** Activity **
Find all lines below containing the string "impl" and return them.

[Records from a dataset]
# # # #
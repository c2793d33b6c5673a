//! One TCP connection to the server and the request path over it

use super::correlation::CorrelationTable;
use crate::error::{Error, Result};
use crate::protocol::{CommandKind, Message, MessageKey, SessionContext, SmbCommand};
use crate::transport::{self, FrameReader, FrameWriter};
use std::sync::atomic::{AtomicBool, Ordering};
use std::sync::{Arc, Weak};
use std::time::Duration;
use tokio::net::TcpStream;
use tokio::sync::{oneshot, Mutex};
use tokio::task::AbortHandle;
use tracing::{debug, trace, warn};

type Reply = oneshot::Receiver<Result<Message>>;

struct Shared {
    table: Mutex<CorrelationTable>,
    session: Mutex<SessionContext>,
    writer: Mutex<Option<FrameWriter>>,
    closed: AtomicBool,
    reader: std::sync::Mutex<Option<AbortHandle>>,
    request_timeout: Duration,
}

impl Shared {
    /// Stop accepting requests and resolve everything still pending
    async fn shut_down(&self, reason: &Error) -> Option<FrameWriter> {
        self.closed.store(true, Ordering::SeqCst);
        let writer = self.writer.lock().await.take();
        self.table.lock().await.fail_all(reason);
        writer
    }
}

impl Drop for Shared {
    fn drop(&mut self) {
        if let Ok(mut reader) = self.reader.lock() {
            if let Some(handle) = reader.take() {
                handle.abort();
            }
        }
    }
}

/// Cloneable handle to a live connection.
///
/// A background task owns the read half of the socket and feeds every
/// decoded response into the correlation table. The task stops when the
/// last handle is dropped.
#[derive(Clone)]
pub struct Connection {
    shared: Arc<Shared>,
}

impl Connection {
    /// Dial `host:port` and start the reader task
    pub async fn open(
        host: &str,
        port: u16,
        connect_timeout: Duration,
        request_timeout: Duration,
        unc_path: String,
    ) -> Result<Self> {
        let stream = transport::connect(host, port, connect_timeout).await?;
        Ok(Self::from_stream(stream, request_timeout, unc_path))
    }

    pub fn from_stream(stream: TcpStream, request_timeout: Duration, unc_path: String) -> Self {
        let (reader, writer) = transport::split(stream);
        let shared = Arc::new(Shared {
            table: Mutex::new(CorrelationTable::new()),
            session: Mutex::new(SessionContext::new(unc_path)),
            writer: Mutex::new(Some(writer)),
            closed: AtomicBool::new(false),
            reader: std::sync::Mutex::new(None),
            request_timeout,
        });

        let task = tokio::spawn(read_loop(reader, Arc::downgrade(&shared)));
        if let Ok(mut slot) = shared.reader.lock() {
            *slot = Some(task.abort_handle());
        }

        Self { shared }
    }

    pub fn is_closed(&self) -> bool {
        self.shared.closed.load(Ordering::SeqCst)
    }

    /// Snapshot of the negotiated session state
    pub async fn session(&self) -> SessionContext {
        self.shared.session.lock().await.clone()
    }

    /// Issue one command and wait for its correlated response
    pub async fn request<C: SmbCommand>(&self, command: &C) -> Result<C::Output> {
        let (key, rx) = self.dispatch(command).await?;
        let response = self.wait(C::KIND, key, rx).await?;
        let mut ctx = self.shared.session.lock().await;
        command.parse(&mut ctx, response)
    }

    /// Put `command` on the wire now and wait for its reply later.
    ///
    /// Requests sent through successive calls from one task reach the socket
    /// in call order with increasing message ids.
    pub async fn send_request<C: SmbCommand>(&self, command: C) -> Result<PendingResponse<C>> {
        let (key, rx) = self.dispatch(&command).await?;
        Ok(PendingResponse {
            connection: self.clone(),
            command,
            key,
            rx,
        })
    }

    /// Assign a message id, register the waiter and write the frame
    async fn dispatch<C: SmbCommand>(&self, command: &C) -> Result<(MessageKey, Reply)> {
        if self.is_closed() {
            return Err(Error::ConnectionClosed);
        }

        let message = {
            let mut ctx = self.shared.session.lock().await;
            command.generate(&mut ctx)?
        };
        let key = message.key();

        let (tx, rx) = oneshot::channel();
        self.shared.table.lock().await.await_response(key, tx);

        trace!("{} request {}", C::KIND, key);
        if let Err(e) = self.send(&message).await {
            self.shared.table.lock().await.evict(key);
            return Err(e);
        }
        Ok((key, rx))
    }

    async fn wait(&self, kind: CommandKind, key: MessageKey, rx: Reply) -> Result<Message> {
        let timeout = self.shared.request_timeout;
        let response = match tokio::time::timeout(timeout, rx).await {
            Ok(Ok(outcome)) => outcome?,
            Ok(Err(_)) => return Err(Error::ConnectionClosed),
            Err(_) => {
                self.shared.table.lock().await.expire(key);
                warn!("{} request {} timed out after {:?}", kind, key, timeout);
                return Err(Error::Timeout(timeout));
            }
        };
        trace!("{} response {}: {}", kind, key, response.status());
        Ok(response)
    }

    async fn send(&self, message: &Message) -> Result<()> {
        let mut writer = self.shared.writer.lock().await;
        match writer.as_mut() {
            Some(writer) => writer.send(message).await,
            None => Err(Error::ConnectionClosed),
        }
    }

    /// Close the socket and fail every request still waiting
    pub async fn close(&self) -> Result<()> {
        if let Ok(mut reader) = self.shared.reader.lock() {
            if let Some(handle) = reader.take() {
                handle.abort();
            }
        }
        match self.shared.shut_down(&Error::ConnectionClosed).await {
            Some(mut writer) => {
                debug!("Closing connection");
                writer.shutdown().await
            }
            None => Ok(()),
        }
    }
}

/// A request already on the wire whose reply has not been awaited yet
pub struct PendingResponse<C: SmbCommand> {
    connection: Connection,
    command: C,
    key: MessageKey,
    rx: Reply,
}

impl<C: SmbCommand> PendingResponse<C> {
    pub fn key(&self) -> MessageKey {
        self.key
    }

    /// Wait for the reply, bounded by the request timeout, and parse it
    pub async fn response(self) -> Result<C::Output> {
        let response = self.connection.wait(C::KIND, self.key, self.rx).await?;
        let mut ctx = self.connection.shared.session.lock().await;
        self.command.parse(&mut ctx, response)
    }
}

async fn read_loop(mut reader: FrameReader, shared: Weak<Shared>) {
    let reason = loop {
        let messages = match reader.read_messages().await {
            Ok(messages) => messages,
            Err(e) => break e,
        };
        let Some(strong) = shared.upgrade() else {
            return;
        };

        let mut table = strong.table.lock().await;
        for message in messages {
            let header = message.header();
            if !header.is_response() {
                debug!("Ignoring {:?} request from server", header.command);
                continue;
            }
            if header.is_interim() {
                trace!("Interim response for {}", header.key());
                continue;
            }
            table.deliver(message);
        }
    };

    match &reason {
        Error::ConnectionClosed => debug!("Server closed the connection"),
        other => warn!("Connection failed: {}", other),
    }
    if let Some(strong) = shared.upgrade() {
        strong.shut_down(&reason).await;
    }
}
# # # #
** Answer box **
impl Shared {
impl Drop for Shared {
impl Connection {
impl<C: SmbCommand> PendingResponse<C> {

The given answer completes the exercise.